▶ [Assigned task]: The expected output is every entry, repeated exactly.

##########

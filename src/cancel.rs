use core::sync::atomic::{AtomicBool, Ordering};
use std::sync::Arc;

/// A shared stop flag for in-progress requests.
///
/// Clones share the same flag. The engine checks it when a request starts
/// and between sweep configurations; a `solve` call that is already running
/// is never interrupted.
///
/// # Examples
///
/// ```
/// use optimizer_engine::CancellationToken;
///
/// let token = CancellationToken::new();
/// let handle = token.clone();
/// handle.stop();
/// assert!(token.is_stopped());
/// token.resume();
/// assert!(!handle.is_stopped());
/// ```
#[derive(Clone, Debug, Default)]
pub struct CancellationToken {
    stopped: Arc<AtomicBool>,
}

impl CancellationToken {
    /// Creates a token in the running state.
    #[must_use]
    pub fn new() -> Self {
        Self::default()
    }

    /// Asks running requests to stop at their next check point.
    pub fn stop(&self) {
        self.stopped.store(true, Ordering::SeqCst);
    }

    /// Clears the stop request so new requests can run.
    pub fn resume(&self) {
        self.stopped.store(false, Ordering::SeqCst);
    }

    /// Whether a stop was requested.
    #[must_use]
    pub fn is_stopped(&self) -> bool {
        self.stopped.load(Ordering::SeqCst)
    }
}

##########

▶ [Written reply]:
filename src/cancel.rs
use core::sync::atomic::{AtomicBool, Ordering};
use std::sync::Arc;

/// A shared stop flag for in-progress requests.
///
/// Clones share the same flag. The engine checks it when a request starts
/// and between sweep configurations; a `solve` call that is already running
/// is never interrupted.
///
/// # Examples
///
/// ```
/// use optimizer_engine::CancellationToken;
///
/// let token = CancellationToken::new();
/// let handle = token.clone();
/// handle.stop();
/// assert!(token.is_stopped());
/// token.resume();
/// assert!(!handle.is_stopped());
/// ```
#[derive(Clone, Debug, Default)]
pub struct CancellationToken {
    stopped: Arc<AtomicBool>,
}

impl CancellationToken {
    /// Creates a token in the running state.
    #[must_use]
    pub fn new() -> Self {
        Self::default()
    }

    /// Asks running requests to stop at their next check point.
    pub fn stop(&self) {
        self.stopped.store(true, Ordering::SeqCst);
    }

    /// Clears the stop request so new requests can run.
    pub fn resume(&self) {
        self.stopped.store(false, Ordering::SeqCst);
    }

    /// Whether a stop was requested.
    #[must_use]
    pub fn is_stopped(&self) -> bool {
        self.stopped.load(Ordering::SeqCst)
    }
}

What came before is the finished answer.